That year, 95 of the 379 vehicles available in the US auto market made the index, with sourcing, production and assembly primarily in Michigan (15%), Ohio (12%), Indiana (12%), Alabama (12%) took place. ) and Tennessee (11%).
And just because a car isn’t made in the USA doesn’t mean it doesn’t have the qualities that make it desirable.
Perhaps the most prominent example from Cars.com’s perspective is the Ford Maverick, which received both Best of the Year 2022 and Best Pickup Truck of 2022 awards. It is made in Mexico.
Model deviations can also make a difference. Ford’s EV, the Mustang Mach-E, shares a trunk nameplate with the Mustang at number 26, but is an entirely separate vehicle, also made in Mexico.
Cars.com stated that it does not rank pure fleet vehicles, nor models scheduled for retirement after the current model year without a US-built successor.
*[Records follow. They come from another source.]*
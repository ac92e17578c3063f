use anyhow::{bail, Context, Result};
use clap::{Parser, Subcommand, ValueEnum};
use insulopt_core::dynamics::{check_partials, NodeInputs, ThermalOde};
use insulopt_core::simulate::{sample_times, simulate, IntegrationMethod};
use insulopt_core::{run_optimization, ProblemConfig, SolveError};
use serde::Serialize;
use std::fs::File;
use std::io::{self, BufWriter, Write};
use std::path::{Path, PathBuf};
use tracing::Level;

#[derive(Parser)]
#[command(name = "insulopt")]
#[command(about = "Minimum insulation thickness by Gauss-Lobatto collocation", long_about = None)]
struct Cli {
    /// Log verbosity (-v debug, -vv trace)
    #[arg(short, long, action = clap::ArgAction::Count, global = true)]
    verbose: u8,
    #[command(subcommand)]
    command: Commands,
}

#[derive(Subcommand)]
enum Commands {
    /// Optimize the insulation thickness
    Solve {
        /// Problem YAML file (defaults to the reference problem)
        #[arg(short, long)]
        config: Option<PathBuf>,
        /// Upper bound on the final temperature, K
        #[arg(long)]
        upper_bound: Option<f64>,
        /// Number of transcription segments
        #[arg(long)]
        segments: Option<usize>,
        /// Gauss-Lobatto order (odd, >= 3)
        #[arg(long)]
        order: Option<usize>,
        /// Write the JSON report here instead of stdout
        #[arg(short, long)]
        output: Option<PathBuf>,
        /// Write the optimal timeseries as CSV
        #[arg(long)]
        csv: Option<PathBuf>,
    },
    /// Integrate the cell forward for a given thickness
    Simulate {
        /// Problem YAML file (defaults to the reference problem)
        #[arg(short, long)]
        config: Option<PathBuf>,
        /// Insulation thickness, m
        #[arg(long)]
        thickness: Option<f64>,
        /// Integrator
        #[arg(long, value_enum)]
        method: Option<Method>,
        /// Largest RK4 step, s
        #[arg(long)]
        step: Option<f64>,
        /// Output CSV file path (optional, defaults to stdout)
        #[arg(short, long)]
        output: Option<PathBuf>,
    },
    /// Compare the analytic model partials with dual numbers and finite differences
    CheckPartials {
        /// Problem YAML file (defaults to the reference problem)
        #[arg(short, long)]
        config: Option<PathBuf>,
        /// Temperature to linearize at, K
        #[arg(long, default_value_t = 333.15)]
        temperature: f64,
        /// Relative finite-difference step
        #[arg(long, default_value_t = 1e-6)]
        step: f64,
        /// Largest accepted relative error
        #[arg(long, default_value_t = 1e-6)]
        tolerance: f64,
    },
    /// Print the default configuration as YAML
    Defaults,
}

#[derive(Clone, Copy, ValueEnum)]
enum Method {
    Rk4,
    Tsit5,
}

impl From<Method> for IntegrationMethod {
    fn from(method: Method) -> Self {
        match method {
            Method::Rk4 => IntegrationMethod::Rk4,
            Method::Tsit5 => IntegrationMethod::Tsit5,
        }
    }
}

fn main() -> Result<()> {
    let cli = Cli::parse();
    let level = match cli.verbose {
        0 => Level::INFO,
        1 => Level::DEBUG,
        _ => Level::TRACE,
    };
    tracing_subscriber::fmt()
        .with_max_level(level)
        .with_writer(io::stderr)
        .init();

    match cli.command {
        Commands::Solve {
            config,
            upper_bound,
            segments,
            order,
            output,
            csv,
        } => cmd_solve(
            config.as_deref(),
            upper_bound,
            segments,
            order,
            output.as_deref(),
            csv.as_deref(),
        ),
        Commands::Simulate {
            config,
            thickness,
            method,
            step,
            output,
        } => cmd_simulate(config.as_deref(), thickness, method, step, output.as_deref()),
        Commands::CheckPartials {
            config,
            temperature,
            step,
            tolerance,
        } => cmd_check_partials(config.as_deref(), temperature, step, tolerance),
        Commands::Defaults => {
            print!("{}", ProblemConfig::default().to_yaml()?);
            Ok(())
        }
    }
}

fn load_config(path: Option<&Path>) -> Result<ProblemConfig> {
    match path {
        Some(path) => ProblemConfig::load(path),
        None => Ok(ProblemConfig::default()),
    }
}

/// Opens `path` for writing, or stdout when absent.
fn writer(path: Option<&Path>) -> Result<Box<dyn Write>> {
    Ok(match path {
        Some(path) => Box::new(BufWriter::new(
            File::create(path).with_context(|| format!("Failed to create {}", path.display()))?,
        )),
        None => Box::new(io::stdout().lock()),
    })
}

fn write_json<T: Serialize>(value: &T, path: Option<&Path>) -> Result<()> {
    let mut out = writer(path)?;
    serde_json::to_writer_pretty(&mut out, value).context("Failed to serialize report")?;
    writeln!(out)?;
    out.flush()?;
    Ok(())
}

fn write_csv(path: Option<&Path>, header: &str, times: &[f64], values: &[f64]) -> Result<()> {
    let mut out = writer(path)?;
    writeln!(out, "{header}")?;
    for (t, v) in times.iter().zip(values) {
        writeln!(out, "{t},{v}")?;
    }
    out.flush()?;
    Ok(())
}

fn cmd_solve(
    config_path: Option<&Path>,
    upper_bound: Option<f64>,
    segments: Option<usize>,
    order: Option<usize>,
    output: Option<&Path>,
    csv: Option<&Path>,
) -> Result<()> {
    let mut config = load_config(config_path)?;
    if let Some(upper) = upper_bound {
        config = config.with_final_upper_bound(upper);
    }
    if let Some(segments) = segments {
        config.transcription.num_segments = segments;
        config.transcription.segment_ends = None;
    }
    if let Some(order) = order {
        config.transcription.order = order;
    }

    let report = match run_optimization(&config) {
        Ok(report) => report,
        Err(err) => {
            if let Some(solve) = err.downcast_ref::<SolveError>() {
                if solve.is_infeasible() {
                    bail!("No insulation thickness satisfies the constraints: {solve}");
                }
            }
            return Err(err);
        }
    };

    eprintln!(
        "✓ d = {:.8} m, final temperature {:.4} K ({} iterations)",
        report.thickness, report.final_temperature, report.iterations
    );
    if !report.verification.passed {
        eprintln!(
            "! forward integration differs by {:.3e} K (tolerance {:.1e} K)",
            report.verification.max_difference, report.verification.tolerance
        );
    }

    write_json(&report, output)?;
    if let Some(path) = csv {
        let series = &report.solution.timeseries;
        write_csv(Some(path), "time,temperature", &series.time, &series.temperature)?;
    }
    Ok(())
}

fn cmd_simulate(
    config_path: Option<&Path>,
    thickness: Option<f64>,
    method: Option<Method>,
    step: Option<f64>,
    output: Option<&Path>,
) -> Result<()> {
    let config = load_config(config_path)?;
    let physics = config
        .physics
        .with_thickness(thickness.unwrap_or(config.physics.thickness));
    let mut settings = config.simulation;
    if let Some(method) = method {
        settings.method = method.into();
    }
    if let Some(step) = step {
        settings.fixed_step = step;
    }

    let times = sample_times(
        config.time.t_initial,
        config.time.t_duration,
        settings.output_points,
    );
    let run = simulate(&physics, config.state.initial, &times, &settings)
        .context("Forward simulation failed")?;
    if let Some(last) = run.final_temperature() {
        eprintln!(
            "✓ final temperature {last:.4} K after {} steps ({} rejected)",
            run.steps, run.rejected_steps
        );
    }
    write_csv(output, "time,temperature", &run.times, &run.temperatures)
}

fn cmd_check_partials(
    config_path: Option<&Path>,
    temperature: f64,
    step: f64,
    tolerance: f64,
) -> Result<()> {
    let config = load_config(config_path)?;
    let inputs = NodeInputs::broadcast(&config.physics, &[temperature]);
    inputs.validate()?;
    let checks = check_partials(&ThermalOde::new(1), &inputs, step);

    println!(
        "{:<4} {:>12} {:>12} {:>12} {:>12}",
        "wrt", "dual abs", "dual rel", "fd abs", "fd rel"
    );
    for check in &checks {
        println!(
            "{:<4} {:>12.3e} {:>12.3e} {:>12.3e} {:>12.3e}",
            check.input.symbol(),
            check.dual_abs_error,
            check.dual_rel_error,
            check.fd_abs_error,
            check.fd_rel_error
        );
    }

    let failed: Vec<&str> = checks
        .iter()
        .filter(|c| !c.within(tolerance))
        .map(|c| c.input.symbol())
        .collect();
    if !failed.is_empty() {
        bail!("Partials exceed tolerance {tolerance:e} for: {}", failed.join(", "));
    }
    println!("✓ All partials within {tolerance:e}");
    Ok(())
}
impl NlpProblem for InsulationProblem {
    fn num_variables(&self) -> usize {
        self.design.len()
    }

    fn num_constraints(&self) -> usize {
        self.rows.len()
    }

    fn variable_bounds(&self) -> Bounds {
        let mut bounds = Bounds::unbounded(self.design.len());
        for i in self.design.states() {
            bounds.set(i, self.state.lower, self.state.upper);
        }
        bounds.set(
            self.design.thickness(),
            Some(self.thickness.lower),
            Some(self.thickness.upper),
        );
        if let Some(i) = self.design.t_initial() {
            let [lo, hi] = self
                .time
                .initial_bounds
                .unwrap_or([f64::NEG_INFINITY, f64::INFINITY]);
            bounds.set(i, Some(lo), Some(hi));
        }
        if let Some(i) = self.design.t_duration() {
            let [lo, hi] = self.time.duration_bounds.unwrap_or([0.0, f64::INFINITY]);
            bounds.set(i, Some(lo.max(0.0)), Some(hi));
        }
        bounds
    }

    fn constraint_bounds(&self) -> Bounds {
        let mut bounds = Bounds::unbounded(self.rows.len());
        for row in self.rows.defects() {
            bounds.set_equal(row, 0.0);
        }
        if let Some(row) = self.rows.initial_pin() {
            bounds.set_equal(row, self.state.initial);
        }
        for (i, bc) in self.boundary.iter().enumerate() {
            bounds.set(self.rows.boundary(i), bc.lower, bc.upper);
        }
        bounds
    }

    fn variable_scales(&self) -> Vec<f64> {
        let mut scales = vec![self.state.reference; self.design.len()];
        scales[self.design.thickness()] = self.thickness.reference;
        if let Some(i) = self.design.t_initial() {
            scales[i] = self.time.initial_reference;
        }
        if let Some(i) = self.design.t_duration() {
            scales[i] = self.time.duration_reference;
        }
        scales
    }

    fn constraint_scales(&self) -> Vec<f64> {
        let mut scales = vec![self.state.reference; self.rows.len()];
        for row in self.rows.defects() {
            scales[row] = self.state.defect_reference;
        }
        scales
    }

    fn objective_scale(&self) -> f64 {
        self.objective.reference
    }

    fn initial_guess(&self) -> DVector<f64> {
        let temps = self.transcription.interpolate_linear(
            [self.state.initial, self.state.final_guess],
            NodeSubset::StateInput,
        );
        self.design_vector(&temps, self.physics.thickness)
    }

    fn objective(&mut self, x: &DVector<f64>) -> Result<f64, EvalError> {
        let point = self.unpack(x);
        if !point.thickness.is_finite() {
            return Err(EvalError::NonFinite {
                what: "thickness",
                node: 0,
            });
        }
        Ok(point.thickness)
    }

    fn objective_gradient(
        &mut self,
        x: &DVector<f64>,
        out: &mut DVector<f64>,
    ) -> Result<(), EvalError> {
        self.unpack(x);
        out.fill(0.0);
        out[self.design.thickness()] = 1.0;
        Ok(())
    }

    fn constraints(&mut self, x: &DVector<f64>, out: &mut DVector<f64>) -> Result<(), EvalError> {
        self.evaluate(x)?;
        assert_eq!(out.len(), self.rows.len(), "constraint buffer length mismatch");
        let w = &self.work;
        for (row, (rate, dynamics)) in self.rows.defects().zip(w.col_rates.iter().zip(&w.col_dynamics)) {
            out[row] = rate - dynamics;
        }
        if let Some(row) = self.rows.initial_pin() {
            out[row] = x[self.design.state(0)];
        }
        for (i, bc) in self.boundary.iter().enumerate() {
            out[self.rows.boundary(i)] = x[self.boundary_node(bc.location)];
        }
        Ok(())
    }

    fn jacobian_structure(&self) -> &JacobianStructure {
        &self.structure
    }

    fn jacobian_values(&mut self, x: &DVector<f64>, values: &mut [f64]) -> Result<(), EvalError> {
        let point = self.evaluate(x)?;
        assert_eq!(values.len(), self.structure.nnz(), "Jacobian buffer length mismatch");
        let w = &mut self.work;
        self.disc_ode.compute_partials(&w.disc_inputs, &mut w.disc_partials);
        self.col_ode.compute_partials(&w.col_inputs, &mut w.col_partials);

        let tx = &self.transcription;
        let m = tx.matrices();
        let temps = &x.as_slice()[self.design.states()];
        let free_duration = self.design.t_duration().is_some();
        let ft_disc = w.disc_partials.get(OdeInput::Temperature);
        let fd_disc = w.disc_partials.get(OdeInput::Thickness);
        let ft_col = w.col_partials.get(OdeInput::Temperature);
        let fd_col = w.col_partials.get(OdeInput::Thickness);

        let mut idx = 0;
        for seg in 0..tx.num_segments() {
            let disc = tx.segment_state_indices(seg);
            let phi = tx.grid().fraction(seg);
            let h = phi * point.t_duration;
            let x_d = &temps[disc.clone()];
            let f_d = &w.disc_rates[disc.clone()];
            let ft_d = &ft_disc[disc.clone()];
            let fd_d = &fd_disc[disc];

            for (k, row) in tx.segment_collocation_indices(seg).enumerate() {
                let ft_c = ft_col[row];
                let fd_c = fd_col[row];
                let mut bd_fd = 0.0;
                let mut bi_fd = 0.0;
                let mut ad_x = 0.0;
                let mut bi_f = 0.0;
                for j in 0..x_d.len() {
                    let (ai, bi, ad, bd) = (m.ai[(k, j)], m.bi[(k, j)], m.ad[(k, j)], m.bd[(k, j)]);
                    // d(xdot_c)/dx_j - f_T(x_c) * d(x_c)/dx_j
                    values[idx] = ad / h + bd * ft_d[j] - ft_c * (ai + h * bi * ft_d[j]);
                    idx += 1;
                    bd_fd += bd * fd_d[j];
                    bi_fd += bi * fd_d[j];
                    ad_x += ad * x_d[j];
                    bi_f += bi * f_d[j];
                }
                values[idx] = bd_fd - fd_c - ft_c * h * bi_fd;
                idx += 1;
                if free_duration {
                    values[idx] = -phi / (h * h) * ad_x - ft_c * phi * bi_f;
                    idx += 1;
                }
            }
        }
        if self.rows.initial_pin().is_some() {
            values[idx] = 1.0;
            idx += 1;
        }
        for _ in &self.boundary {
            values[idx] = 1.0;
            idx += 1;
        }
        debug_assert_eq!(idx, values.len());
        Ok(())
    }
}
And the site will disqualify any vehicles it does not trust the data for, typically because they fall below the minimum sale and inventory thresholds or are not yet for sale at the time of its research.
AMZN supported by Amazon,
another US-based EV name that made a splash last year with a very popular IPO. Since then, the stock has fallen about 70% in 2022.
Rivian didn’t hit Cars.com’s sales threshold this year as the Illinois-based electric vehicle maker is in the early stages of ramping up production, Newman said.
“While they haven’t made it this year, if Rivian ramps up production, it’s certainly possible that they’ll show up big in future American-made indices,” she said.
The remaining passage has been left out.